Are you looking for a good about Alaska or written by an Alaskan author? Be sure to check out some of the book reviews and announcements of new releases published in various issues of Alaska Women Speak.
The Man Who Swam With Beavers
Stories by Nancy Lord
Reviewed by Carol Mercer
The Man Who Swam With Beavers is one of the seventeen stories of modern day American life in this collection which is based on Native American legends, particularly Alaska’s Athabascan.

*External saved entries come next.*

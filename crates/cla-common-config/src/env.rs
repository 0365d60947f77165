// Copyright (c) 2025 Geoffrey Huntley <ghuntley@ghuntley.com>. All rights reserved.
// SPDX-License-Identifier: Proprietary

//! Loading secrets from the process environment.
//!
//! Every secret the server reads (GitHub App private key, catalog client
//! secret, pre-issued catalog token) can be given either inline as `VAR` or
//! as a mounted file referenced by `VAR_FILE`.

use std::path::PathBuf;
use std::{env, fs};

use cla_common_secret::SecretString;
use thiserror::Error;

#[derive(Debug, Error)]
pub enum SecretEnvError {
	#[error("failed to read secret file at {path}: {source}")]
	Io {
		path: PathBuf,
		#[source]
		source: std::io::Error,
	},

	#[error("secret file path in {var} is empty")]
	EmptyPath { var: String },
}

#[derive(Debug, Error)]
pub enum RequiredSecretError {
	#[error("required secret not found: set either {var} or {file_var}")]
	Missing { var: String, file_var: String },

	#[error(transparent)]
	Load(#[from] SecretEnvError),
}

/// Read `var` as a secret.
///
/// `{var}_FILE` wins over `{var}`. File contents lose exactly one trailing
/// newline; PEM keys keep their inner line breaks. Returns `Ok(None)` when
/// neither is set.
///
/// ```no_run
/// use cla_common_config::load_secret_env;
///
/// // CLA_SERVER_GITHUB_APP_PRIVATE_KEY_FILE=/run/secrets/github-app.pem
/// let key = load_secret_env("CLA_SERVER_GITHUB_APP_PRIVATE_KEY")?;
/// # Ok::<(), cla_common_config::SecretEnvError>(())
/// ```
pub fn load_secret_env(var: &str) -> Result<Option<SecretString>, SecretEnvError> {
	let file_var = format!("{var}_FILE");

	if let Ok(path) = env::var(&file_var) {
		if path.is_empty() {
			return Err(SecretEnvError::EmptyPath { var: file_var });
		}

		let path = PathBuf::from(path);
		let content = fs::read_to_string(&path).map_err(|source| SecretEnvError::Io {
			path: path.clone(),
			source,
		})?;

		let value = match content.strip_suffix('\n') {
			Some(stripped) => stripped.to_string(),
			None => content,
		};
		return Ok(Some(SecretString::new(value)));
	}

	Ok(env::var(var).ok().map(SecretString::new))
}

/// Like [`load_secret_env`] but absence is an error.
pub fn require_secret_env(var: &str) -> Result<SecretString, RequiredSecretError> {
	load_secret_env(var)?.ok_or_else(|| RequiredSecretError::Missing {
		var: var.to_string(),
		file_var: format!("{var}_FILE"),
	})
}

#[cfg(test)]
mod tests {
	use super::*;
	use std::io::Write;
	use tempfile::NamedTempFile;

	// Each test owns a distinct variable name so parallel test threads never
	// observe each other's environment.

	#[test]
	fn unset_is_none() {
		let var = "CLA_TEST_SECRET_UNSET";
		env::remove_var(var);
		env::remove_var(format!("{var}_FILE"));

		assert!(load_secret_env(var).unwrap().is_none());
	}

	#[test]
	fn inline_value_is_used() {
		let var = "CLA_TEST_SECRET_INLINE";
		env::remove_var(format!("{var}_FILE"));
		env::set_var(var, "catalog-client-secret");

		let secret = load_secret_env(var).unwrap().unwrap();
		assert_eq!(secret.expose(), "catalog-client-secret");

		env::remove_var(var);
	}

	#[test]
	fn file_value_wins_and_loses_one_newline() {
		let var = "CLA_TEST_SECRET_FILE";
		let mut file = NamedTempFile::new().unwrap();
		write!(file, "-----BEGIN KEY-----\nabc\n-----END KEY-----\n\n").unwrap();

		env::set_var(var, "inline");
		env::set_var(format!("{var}_FILE"), file.path());

		let secret = load_secret_env(var).unwrap().unwrap();
		assert_eq!(secret.expose(), "-----BEGIN KEY-----\nabc\n-----END KEY-----\n");

		env::remove_var(var);
		env::remove_var(format!("{var}_FILE"));
	}

	#[test]
	fn missing_file_is_io_error() {
		let var = "CLA_TEST_SECRET_MISSING_FILE";
		env::set_var(format!("{var}_FILE"), "/nonexistent/cla/secret");

		assert!(matches!(
			load_secret_env(var),
			Err(SecretEnvError::Io { .. })
		));

		env::remove_var(format!("{var}_FILE"));
	}

	#[test]
	fn empty_file_path_is_rejected() {
		let var = "CLA_TEST_SECRET_EMPTY_PATH";
		env::set_var(format!("{var}_FILE"), "");

		assert!(matches!(
			load_secret_env(var),
			Err(SecretEnvError::EmptyPath { .. })
		));

		env::remove_var(format!("{var}_FILE"));
	}

	#[test]
	fn require_reports_both_names() {
		let var = "CLA_TEST_SECRET_REQUIRED";
		env::remove_var(var);
		env::remove_var(format!("{var}_FILE"));

		let err = require_secret_env(var).unwrap_err();
		let message = err.to_string();
		assert!(message.contains("CLA_TEST_SECRET_REQUIRED"));
		assert!(message.contains("CLA_TEST_SECRET_REQUIRED_FILE"));
	}
}
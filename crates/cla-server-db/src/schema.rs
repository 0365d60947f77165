// Copyright (c) 2025 Geoffrey Huntley <ghuntley@ghuntley.com>. All rights reserved.
// SPDX-License-Identifier: Proprietary

//! Stage-prefixed table names and schema bootstrap.

use sqlx::sqlite::SqlitePool;

use crate::error::DbError;

/// Quoted table identifiers for one deployment stage.
#[derive(Debug, Clone, PartialEq, Eq)]
pub struct TableNames {
	pub repositories: String,
	pub github_orgs: String,
	pub projects_cla_groups: String,
}

impl TableNames {
	/// `cla-<stage>-repositories`, `cla-<stage>-github-orgs`,
	/// `cla-<stage>-projects-cla-groups`.
	///
	/// The stage is validated by the config layer; embedded quotes are
	/// doubled here regardless.
	pub fn for_stage(stage: &str) -> Self {
		Self {
			repositories: quote(&format!("cla-{stage}-repositories")),
			github_orgs: quote(&format!("cla-{stage}-github-orgs")),
			projects_cla_groups: quote(&format!("cla-{stage}-projects-cla-groups")),
		}
	}
}

fn quote(ident: &str) -> String {
	format!("\"{}\"", ident.replace('"', "\"\""))
}

/// Index names derive from the table so two stages can share a database.
fn index_name(table: &str, suffix: &str) -> String {
	quote(&format!("{}-{suffix}", table.trim_matches('"')))
}

/// Create the three tables and their indexes if they do not exist.
#[tracing::instrument(skip(pool))]
pub async fn ensure_schema(pool: &SqlitePool, tables: &TableNames) -> Result<(), DbError> {
	let statements = [
		format!(
			r#"
			CREATE TABLE IF NOT EXISTS {t} (
				organization_name TEXT NOT NULL COLLATE NOCASE PRIMARY KEY,
				installation_id INTEGER,
				project_sfid TEXT NOT NULL,
				parent_project_sfid TEXT,
				auto_enabled INTEGER NOT NULL DEFAULT 0,
				auto_enabled_cla_group_id TEXT,
				branch_protection_enabled INTEGER NOT NULL DEFAULT 0,
				version TEXT NOT NULL,
				date_created TEXT NOT NULL,
				date_modified TEXT NOT NULL
			)
			"#,
			t = tables.github_orgs
		),
		format!(
			"CREATE INDEX IF NOT EXISTS {} ON {}(project_sfid)",
			index_name(&tables.github_orgs, "project-sfid"),
			tables.github_orgs
		),
		format!(
			"CREATE INDEX IF NOT EXISTS {} ON {}(parent_project_sfid)",
			index_name(&tables.github_orgs, "parent-project-sfid"),
			tables.github_orgs
		),
		format!(
			r#"
			CREATE TABLE IF NOT EXISTS {t} (
				repository_id TEXT PRIMARY KEY,
				external_id TEXT NOT NULL,
				name TEXT NOT NULL,
				url TEXT NOT NULL,
				repository_type TEXT NOT NULL,
				organization_name TEXT NOT NULL,
				cla_group_id TEXT NOT NULL,
				project_sfid TEXT NOT NULL,
				parent_project_sfid TEXT NOT NULL,
				enabled INTEGER NOT NULL DEFAULT 1,
				note TEXT,
				version TEXT NOT NULL,
				date_created TEXT NOT NULL,
				date_modified TEXT NOT NULL
			)
			"#,
			t = tables.repositories
		),
		// A name may appear on many disabled rows but on one enabled row.
		format!(
			"CREATE UNIQUE INDEX IF NOT EXISTS {} ON {}(name) WHERE enabled = 1",
			index_name(&tables.repositories, "enabled-name"),
			tables.repositories
		),
		format!(
			"CREATE INDEX IF NOT EXISTS {} ON {}(name)",
			index_name(&tables.repositories, "name"),
			tables.repositories
		),
		format!(
			"CREATE INDEX IF NOT EXISTS {} ON {}(project_sfid)",
			index_name(&tables.repositories, "project-sfid"),
			tables.repositories
		),
		format!(
			"CREATE INDEX IF NOT EXISTS {} ON {}(cla_group_id)",
			index_name(&tables.repositories, "cla-group-id"),
			tables.repositories
		),
		format!(
			r#"
			CREATE TABLE IF NOT EXISTS {t} (
				project_sfid TEXT PRIMARY KEY,
				foundation_sfid TEXT NOT NULL,
				cla_group_id TEXT NOT NULL,
				project_name TEXT,
				foundation_name TEXT,
				repositories_count INTEGER NOT NULL DEFAULT 0,
				version TEXT NOT NULL,
				date_created TEXT NOT NULL,
				date_modified TEXT NOT NULL
			)
			"#,
			t = tables.projects_cla_groups
		),
		format!(
			"CREATE INDEX IF NOT EXISTS {} ON {}(cla_group_id)",
			index_name(&tables.projects_cla_groups, "cla-group-id"),
			tables.projects_cla_groups
		),
	];

	for statement in &statements {
		sqlx::query(statement).execute(pool).await?;
	}

	tracing::debug!(
		repositories = %tables.repositories,
		github_orgs = %tables.github_orgs,
		projects_cla_groups = %tables.projects_cla_groups,
		"schema ensured"
	);
	Ok(())
}
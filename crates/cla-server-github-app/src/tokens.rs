// Copyright (c) 2025 Geoffrey Huntley <ghuntley@ghuntley.com>. All rights reserved.
// SPDX-License-Identifier: Proprietary

//! Expiring credentials cached per key.

use std::collections::HashMap;
use std::fmt::Debug;
use std::future::Future;
use std::hash::Hash;
use std::sync::Arc;
use std::time::{Duration, Instant};

use tokio::sync::Mutex;
use tracing::{debug, trace};

use crate::error::GithubAppError;

struct Issued {
	token: String,
	expires_at: Instant,
}

impl Issued {
	fn usable(&self, margin: Duration) -> bool {
		Instant::now() + margin < self.expires_at
	}
}

type Slot = Arc<Mutex<Option<Issued>>>;

/// One slot per key. A slot's lock is held across its refresh, so concurrent
/// callers for the same key wait for a single mint instead of racing.
pub(crate) struct TokenSlots<K> {
	kind: &'static str,
	margin: Duration,
	slots: Mutex<HashMap<K, Slot>>,
}

impl<K> TokenSlots<K>
where
	K: Eq + Hash + Copy + Debug,
{
	pub(crate) fn new(kind: &'static str, margin: Duration) -> Self {
		Self {
			kind,
			margin,
			slots: Mutex::new(HashMap::new()),
		}
	}

	async fn slot(&self, key: K) -> Slot {
		self.slots.lock().await.entry(key).or_default().clone()
	}

	/// The cached token for `key`, or the result of `mint` when it is missing
	/// or inside the refresh margin.
	pub(crate) async fn get_or_mint<F, Fut>(&self, key: K, mint: F) -> Result<String, GithubAppError>
	where
		F: FnOnce() -> Fut,
		Fut: Future<Output = Result<(String, Duration), GithubAppError>>,
	{
		let slot = self.slot(key).await;
		let mut held = slot.lock().await;
		if let Some(issued) = held.as_ref().filter(|i| i.usable(self.margin)) {
			trace!(kind = self.kind, ?key, "token cache hit");
			return Ok(issued.token.clone());
		}

		let (token, valid_for) = mint().await?;
		*held = Some(Issued {
			token: token.clone(),
			expires_at: Instant::now() + valid_for,
		});
		debug!(kind = self.kind, ?key, "token minted");
		Ok(token)
	}

	/// Forget `key`'s token. Returns whether one was cached.
	pub(crate) async fn invalidate(&self, key: K) -> bool {
		let slot = self.slot(key).await;
		let dropped = slot.lock().await.take().is_some();
		dropped
	}

	#[cfg(test)]
	pub(crate) async fn seed(&self, key: K, token: &str, valid_for: Duration) {
		let slot = self.slot(key).await;
		*slot.lock().await = Some(Issued {
			token: token.to_string(),
			expires_at: Instant::now() + valid_for,
		});
	}
}

#[cfg(test)]
mod tests {
	use super::*;
	use std::sync::atomic::{AtomicUsize, Ordering};

	fn mint_counting(
		counter: &AtomicUsize,
		valid_for: Duration,
	) -> impl Future<Output = Result<(String, Duration), GithubAppError>> + '_ {
		async move {
			let n = counter.fetch_add(1, Ordering::SeqCst);
			Ok((format!("tok-{n}"), valid_for))
		}
	}

	#[tokio::test]
	async fn caches_until_margin() {
		let slots = TokenSlots::new("test", Duration::from_secs(60));
		let minted = AtomicUsize::new(0);
		let hour = Duration::from_secs(3600);

		let a = slots.get_or_mint(1i64, || mint_counting(&minted, hour)).await.unwrap();
		let b = slots.get_or_mint(1i64, || mint_counting(&minted, hour)).await.unwrap();
		assert_eq!(a, b);
		assert_eq!(minted.load(Ordering::SeqCst), 1);

		slots.get_or_mint(2i64, || mint_counting(&minted, hour)).await.unwrap();
		assert_eq!(minted.load(Ordering::SeqCst), 2);
	}

	#[tokio::test]
	async fn token_inside_margin_is_reminted() {
		let slots = TokenSlots::new("test", Duration::from_secs(60));
		let minted = AtomicUsize::new(0);
		let short = Duration::from_secs(30);

		slots.get_or_mint((), || mint_counting(&minted, short)).await.unwrap();
		slots.get_or_mint((), || mint_counting(&minted, short)).await.unwrap();
		assert_eq!(minted.load(Ordering::SeqCst), 2);
	}

	#[tokio::test]
	async fn invalidate_reports_and_forces_mint() {
		let slots = TokenSlots::new("test", Duration::from_secs(60));
		assert!(!slots.invalidate(7i64).await);

		slots.seed(7i64, "seeded", Duration::from_secs(3600)).await;
		assert!(slots.invalidate(7i64).await);

		let minted = AtomicUsize::new(0);
		let token = slots
			.get_or_mint(7i64, || mint_counting(&minted, Duration::from_secs(3600)))
			.await
			.unwrap();
		assert_eq!(token, "tok-0");
	}

	#[tokio::test]
	async fn failed_mint_leaves_slot_empty() {
		let slots: TokenSlots<i64> = TokenSlots::new("test", Duration::from_secs(60));
		let err = slots
			.get_or_mint(3, || async { Err(GithubAppError::Unauthorized) })
			.await
			.unwrap_err();
		assert!(matches!(err, GithubAppError::Unauthorized));
		assert!(!slots.invalidate(3).await);
	}

	#[tokio::test]
	async fn concurrent_callers_share_one_mint() {
		let slots = Arc::new(TokenSlots::new("test", Duration::from_secs(60)));
		let minted = Arc::new(AtomicUsize::new(0));

		let mut handles = Vec::new();
		for _ in 0..8 {
			let slots = slots.clone();
			let minted = minted.clone();
			handles.push(tokio::spawn(async move {
				slots
					.get_or_mint(9i64, || async move {
						tokio::time::sleep(Duration::from_millis(10)).await;
						minted.fetch_add(1, Ordering::SeqCst);
						Ok(("shared".to_string(), Duration::from_secs(3600)))
					})
					.await
			}));
		}
		for handle in handles {
			assert_eq!(handle.await.unwrap().unwrap(), "shared");
		}
		assert_eq!(minted.load(Ordering::SeqCst), 1);
	}
}
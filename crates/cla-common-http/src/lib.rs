// Copyright (c) 2025 Geoffrey Huntley <ghuntley@ghuntley.com>. All rights reserved.
// SPDX-License-Identifier: Proprietary

//! HTTP plumbing shared by the catalog and GitHub adapters.
//!
//! - a `reqwest` client builder carrying the server's User-Agent
//! - [`retry`] with exponential backoff and jitter for transient failures

mod client;
mod retry;

pub use client::{builder, new_client, new_client_with_timeout, user_agent};
pub use retry::{retry, RetryConfig, RetryableError};
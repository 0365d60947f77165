// Copyright (c) 2025 Geoffrey Huntley <ghuntley@ghuntley.com>. All rights reserved.
// SPDX-License-Identifier: Proprietary

//! Repository linking and branch-protection reconciliation.
//!
//! [`RepositoriesService`] ties a project's CLA group to GitHub repositories
//! reachable through an App installation, and keeps the `EasyCLA` status
//! check on their protected branches. The catalog, the stores and the code
//! host are injected as trait objects.

pub mod error;
pub mod service;
pub mod types;

pub use error::RepositoryError;
pub use service::RepositoriesService;
pub use types::{
	BranchProtectionView, DisableSweepReport, LinkRepositoriesInput, StatusCheckView, SweepMode,
	UpdateBranchProtectionInput,
};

Each story is stunning in its own way, and I could not help reading it through in one sitting, but now I look forward to reading each story again, savoring it slowly, listening for the message, or the moral, or the tender moment of a simple joy shared, be it between a grandmother and grandson, or a man and a robin. Nancy Lord, the newest Alaska Writer Laureate lives in Homer, where she writes, teaches creative writing at the University of Alaska, and fishes commercially for salmon. ©
The Man Who Swam With Beavers ©2001 ISBN 1-566-89- 110-8 paperback $14.95.
Two in the Far North
by Margaret “Mardy” Murie
Reviewed by Katy Kerris
Many consider Margaret “Mardy” Murie to be one of the founders of the modern conservation movement. Mardy was one of the founders of the Wilderness Society and instrumental in convincing President Eisenhower to set aside nine million acres in Northern Alaska for the Arctic National Wildlife Range, which later became the 19 million acre Arctic National Wildlife Refuge (ANWR). Mardy helped pass the Alaska National Interest Lands Conservation Act of 1980, setting up ten new national parks in Alaska, a total of 43 million acres. Mardy continued to fight for the wilderness until her death at 101 years old, on October 19th, 2003.
Two in the Far North is an autobiography written by Mardy herself, chronicling her early years in Fairbanks and her adventures in Alaska as a young woman raising a family. Mardy Thomas was born in 1902 in Seattle, Washington. When she was nine, her stepfather got a job in Alaska and they moved to Fairbanks. The trip took three weeks and involved travel by steamship, train, riverboat, and horse drawn cart. In those days, Fairbanks was a town of 5000 people in the middle of nowhere. It had 23 saloons and five churches and took eight days of travel by
horse sleigh or ten days by river to get to the nearest town. There was no running water or electricity in town, and mail arrived by sleigh and dogsled. Mardy learned how to prepare food supplies for winter, chop wood, mush dogs, and build fires.
In the days when few women attended university, Mardy completed high school and went to Reed College in Oregon, then to Simmons College in Boston. Mardy missed Alaska and moved back to Fairbanks to finish her business degree, becoming the first woman graduate of the University of Alaska.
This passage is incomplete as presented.